By Anna Mehler Paperny and Moira Warburton
(Reuters) -An indigenous group in Canada’s Saskatchewan province has found the unmarked graves of 751 people at a now-defunct residential school, the group said on Thursday, just weeks after a similar discovery in British Columbia rocked the country.
The Catholic church that ran the Marieval Indian Residential School about 87 miles (140 km) from the provincial capital Regina, removed the headstones, Cowessess First Nation Chief Cadmus Delorme told reporters.
It is not clear how many of the remains detected belong to children, Delorme said. “There are oral stories that there are adults in this gravesite as well.”

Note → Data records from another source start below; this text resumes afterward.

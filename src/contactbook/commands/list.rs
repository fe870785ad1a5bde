use crate::book::ContactStore;
use crate::commands::{CmdMessage, CmdResult};
use crate::error::Result;
use crate::model::Contact;
use crate::store::DataStore;

pub fn run<S: DataStore>(store: &ContactStore<S>) -> Result<CmdResult> {
    let listed: Vec<Contact> = store
        .list()
        .into_iter()
        .map(|(name, details)| Contact::new(name, details))
        .collect();

    let mut result = CmdResult::default();
    if listed.is_empty() {
        result.add_message(CmdMessage::info("No contacts yet."));
    }
    Ok(result.with_listed_contacts(listed))
}

#[cfg(test)]
mod tests {
    use super::*;
    use crate::store::memory::fixtures::StoreFixture;
    use crate::store::memory::InMemoryStore;

    #[test]
    fn lists_contacts_by_name() {
        let store = ContactStore::open(
            StoreFixture::new()
                .with_contact("Zed", "", "", "")
                .with_contact("Amy", "", "", "")
                .store,
        );

        let names: Vec<_> = run(&store)
            .unwrap()
            .listed_contacts
            .into_iter()
            .map(|c| c.name)
            .collect();
        assert_eq!(names, vec!["Amy", "Zed"]);
    }

    #[test]
    fn empty_store_says_so() {
        let store = ContactStore::open(InMemoryStore::new());
        let result = run(&store).unwrap();
        assert!(result.listed_contacts.is_empty());
        assert_eq!(result.messages[0].content, "No contacts yet.");
    }
}
//! # Contactbook Architecture
//!
//! Contactbook is a small contact manager whose state is a single mapping
//! from contact name to phone, email and address, kept in one JSON file.
//! The library holds every rule; the binary is only a presentation layer.
//!
//! ```text
//! ┌─────────────────────────────────────────────────────────────┐
//! │  Presentation (cli/, wired by main.rs)                      │
//! │  - Parses arguments, prompts, renders the contact table     │
//! │  - Re-renders from list_contacts() after each mutation      │
//! └─────────────────────────────────────────────────────────────┘
//!                              │
//!                              ▼
//! ┌─────────────────────────────────────────────────────────────┐
//! │  API Layer (api.rs)                                         │
//! │  - Thin facade over commands                                │
//! └─────────────────────────────────────────────────────────────┘
//!                              │
//!                              ▼
//! ┌─────────────────────────────────────────────────────────────┐
//! │  Command Layer (commands/*.rs)                              │
//! │  - Wraps each store operation, builds user messages         │
//! └─────────────────────────────────────────────────────────────┘
//!                              │
//!                              ▼
//! ┌─────────────────────────────────────────────────────────────┐
//! │  Contact Store (book.rs)                                    │
//! │  - Owns the mapping, enforces name rules, saves on change   │
//! └─────────────────────────────────────────────────────────────┘
//!                              │
//!                              ▼
//! ┌─────────────────────────────────────────────────────────────┐
//! │  Storage Layer (store/)                                     │
//! │  - DataStore trait: FileStore, InMemoryStore                │
//! └─────────────────────────────────────────────────────────────┘
//! ```
//!
//! From `api.rs` inward nothing writes to stdout/stderr or exits the
//! process. Diagnostics go through `tracing`.
//!
//! ## Module Overview
//!
//! - [`api`]: The API facade
//! - [`book`]: The in-memory contact store and its invariants
//! - [`commands`]: One module per operation
//! - [`store`]: Storage abstraction and implementations
//! - [`model`]: `Contact`, `ContactDetails`, `ContactMap`, `Scope`
//! - [`config`]: Per-scope configuration
//! - [`init`]: Resolves scope directories and opens the API
//! - [`error`]: Error types

pub mod api;
pub mod book;
pub mod commands;
pub mod config;
pub mod error;
pub mod init;
pub mod model;
pub mod store;
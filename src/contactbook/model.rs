use serde::{Deserialize, Serialize};
use std::collections::BTreeMap;

/// The persisted mapping: contact name to its details.
///
/// A `BTreeMap` keeps listings and the written document ordered by name.
pub type ContactMap = BTreeMap<String, ContactDetails>;

#[derive(Debug, Clone, Copy, PartialEq, Eq, Hash, Serialize, Deserialize)]
pub enum Scope {
    Project,
    Global,
}

/// Everything stored for a contact except its name, which is the map key.
///
/// Missing fields in the file load as empty strings.
#[derive(Debug, Clone, Default, PartialEq, Eq, Serialize, Deserialize)]
pub struct ContactDetails {
    #[serde(default)]
    pub phone: String,
    #[serde(default)]
    pub email: String,
    #[serde(default)]
    pub address: String,
}

impl ContactDetails {
    /// Builds details from raw user input, trimming each field.
    pub fn new(phone: impl AsRef<str>, email: impl AsRef<str>, address: impl AsRef<str>) -> Self {
        Self {
            phone: phone.as_ref().trim().to_string(),
            email: email.as_ref().trim().to_string(),
            address: address.as_ref().trim().to_string(),
        }
    }
}

/// A name paired with its details, as handed to callers.
#[derive(Debug, Clone, PartialEq, Eq)]
pub struct Contact {
    pub name: String,
    pub details: ContactDetails,
}

impl Contact {
    pub fn new(name: impl Into<String>, details: ContactDetails) -> Self {
        Self {
            name: name.into(),
            details,
        }
    }
}

/// Returns `value`, or `placeholder` when the value is empty.
pub fn or_placeholder<'a>(value: &'a str, placeholder: &'a str) -> &'a str {
    if value.is_empty() {
        placeholder
    } else {
        value
    }
}
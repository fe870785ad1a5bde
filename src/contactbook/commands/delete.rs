use crate::book::ContactStore;
use crate::commands::{CmdMessage, CmdResult};
use crate::error::Result;
use crate::store::DataStore;

pub fn run<S: DataStore>(store: &mut ContactStore<S>, name: &str) -> Result<CmdResult> {
    let contact = store.delete(name)?;

    let mut result = CmdResult::default();
    result.add_message(CmdMessage::success(format!(
        "Contact '{}' deleted successfully!",
        contact.name
    )));
    Ok(result.with_affected_contacts(vec![contact]))
}

#[cfg(test)]
mod tests {
    use super::*;
    use crate::commands::{list, search};
    use crate::error::ContactError;
    use crate::store::memory::fixtures::StoreFixture;

    #[test]
    fn removes_contact() {
        let mut store = ContactStore::open(StoreFixture::new().with_contacts(2).store);
        run(&mut store, "Contact 1").unwrap();

        assert!(matches!(
            search::run(&store, "Contact 1"),
            Err(ContactError::NotFound(_))
        ));
        assert_eq!(list::run(&store).unwrap().listed_contacts.len(), 1);
        assert_eq!(store.backend().save_count(), 1);
    }

    #[test]
    fn missing_contact_is_an_error() {
        let mut store = ContactStore::open(StoreFixture::new().with_contacts(1).store);
        let err = run(&mut store, "Contact 9").unwrap_err();

        assert!(matches!(err, ContactError::NotFound(_)));
        assert_eq!(store.len(), 1);
    }
}
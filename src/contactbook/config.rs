use crate::error::{ContactError, Result};
use serde::{Deserialize, Serialize};
use std::fs;
use std::path::Path;

const CONFIG_FILENAME: &str = "config.json";
const DEFAULT_FILE_NAME: &str = "contacts.txt";
const DEFAULT_PLACEHOLDER: &str = "N/A";

/// Configuration for a contact book, stored next to the data as config.json
#[derive(Debug, Clone, Serialize, Deserialize, PartialEq, Eq)]
pub struct ContactConfig {
    /// Name of the contacts document inside the scope directory
    #[serde(default = "default_file_name")]
    pub file_name: String,

    /// Shown in place of empty fields
    #[serde(default = "default_placeholder")]
    pub placeholder: String,
}

fn default_file_name() -> String {
    DEFAULT_FILE_NAME.to_string()
}

fn default_placeholder() -> String {
    DEFAULT_PLACEHOLDER.to_string()
}

impl Default for ContactConfig {
    fn default() -> Self {
        Self {
            file_name: default_file_name(),
            placeholder: default_placeholder(),
        }
    }
}

impl ContactConfig {
    /// Load config from the given directory, or return defaults if not found
    pub fn load<P: AsRef<Path>>(config_dir: P) -> Result<Self> {
        let config_path = config_dir.as_ref().join(CONFIG_FILENAME);

        if !config_path.exists() {
            return Ok(Self::default());
        }

        let content = fs::read_to_string(&config_path).map_err(ContactError::Persistence)?;
        let config: ContactConfig =
            serde_json::from_str(&content).map_err(ContactError::Serialization)?;
        Ok(config)
    }

    /// Save config to the given directory
    pub fn save<P: AsRef<Path>>(&self, config_dir: P) -> Result<()> {
        let config_dir = config_dir.as_ref();

        if !config_dir.exists() {
            fs::create_dir_all(config_dir).map_err(ContactError::Persistence)?;
        }

        let config_path = config_dir.join(CONFIG_FILENAME);
        let content = serde_json::to_string_pretty(self).map_err(ContactError::Serialization)?;
        fs::write(config_path, content).map_err(ContactError::Persistence)?;
        Ok(())
    }

    pub fn get(&self, key: &str) -> Result<&str> {
        match key {
            "file-name" => Ok(&self.file_name),
            "placeholder" => Ok(&self.placeholder),
            other => Err(ContactError::Config(format!("Unknown config key: {}", other))),
        }
    }

    pub fn set(&mut self, key: &str, value: &str) -> Result<()> {
        match key {
            "file-name" => {
                let value = value.trim();
                if value.is_empty() || value.contains(['/', '\\']) {
                    return Err(ContactError::Config(format!(
                        "Invalid file name: '{}'",
                        value
                    )));
                }
                self.file_name = value.to_string();
            }
            "placeholder" => self.placeholder = value.to_string(),
            other => {
                return Err(ContactError::Config(format!(
                    "Unknown config key: {}",
                    other
                )))
            }
        }
        Ok(())
    }
}
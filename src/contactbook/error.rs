use thiserror::Error;

#[derive(Error, Debug)]
pub enum ContactError {
    #[error("Name cannot be empty")]
    EmptyName,

    #[error("Contact '{0}' already exists")]
    DuplicateName(String),

    #[error("No contact found with name '{0}'")]
    NotFound(String),

    #[error("Persistence error: {0}")]
    Persistence(#[from] std::io::Error),

    #[error("Serialization error: {0}")]
    Serialization(#[from] serde_json::Error),

    #[error("Config error: {0}")]
    Config(String),
}

pub type Result<T> = std::result::Result<T, ContactError>;
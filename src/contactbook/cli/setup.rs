use clap::{Parser, Subcommand};

#[derive(Parser, Debug)]
#[command(name = "contactbook", bin_name = "contactbook", version)]
#[command(about = "Keep names, phone numbers, emails and addresses in one file", long_about = None)]
pub struct Cli {
    #[command(subcommand)]
    pub command: Option<Commands>,

    /// Operate on the per-user contact book instead of the current directory
    #[arg(short, long, global = true)]
    pub global: bool,

    /// Verbose output
    #[arg(short, long, global = true)]
    pub verbose: bool,
}

#[derive(Subcommand, Debug)]
pub enum Commands {
    /// Add a new contact
    #[command(alias = "a")]
    Add {
        /// Name of the contact (must be unique)
        name: String,

        #[arg(short, long, default_value = "")]
        phone: String,

        #[arg(short, long, default_value = "")]
        email: String,

        #[arg(short, long, default_value = "")]
        address: String,
    },

    /// List all contacts
    #[command(alias = "ls")]
    List,

    /// Find a contact by its exact name
    #[command(alias = "s")]
    Search { name: String },

    /// Update a contact; omitted fields keep their current value
    #[command(alias = "u")]
    Update {
        /// Current name of the contact
        name: String,

        /// Rename the contact
        #[arg(short, long = "name", value_name = "NEW_NAME")]
        new_name: Option<String>,

        #[arg(short, long)]
        phone: Option<String>,

        #[arg(short, long)]
        email: Option<String>,

        #[arg(short, long)]
        address: Option<String>,
    },

    /// Delete a contact
    #[command(alias = "rm")]
    Delete {
        name: String,

        /// Skip the confirmation prompt
        #[arg(short, long)]
        yes: bool,
    },

    /// Get or set configuration
    Config {
        /// Configuration key (file-name, placeholder)
        key: Option<String>,

        /// Value to set (if omitted, prints current value)
        value: Option<String>,
    },
}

According to Canada’s Truth and Reconciliation Commission, which published a report that found the country’s residential school system amounted to cultural genocide, a cemetery was left on the Marieval site after the school building was demolished.
“We are not asking for pity. We are asking for understanding,” Delorme said.
“We didn’t remove the headstones. Removing headstones is a crime in this country. We are treating this like a crime scene,” he added.
The Cowessess First Nation began a ground-penetrating radar search on June 2, after the discovery of 215 unmarked graves at the Kamloops Residential School in British Columbia.
The Kamloops discovery reopened old wounds in Canada about the lack of information and accountability around the residential school system, which forcibly separated indigenous children from their families.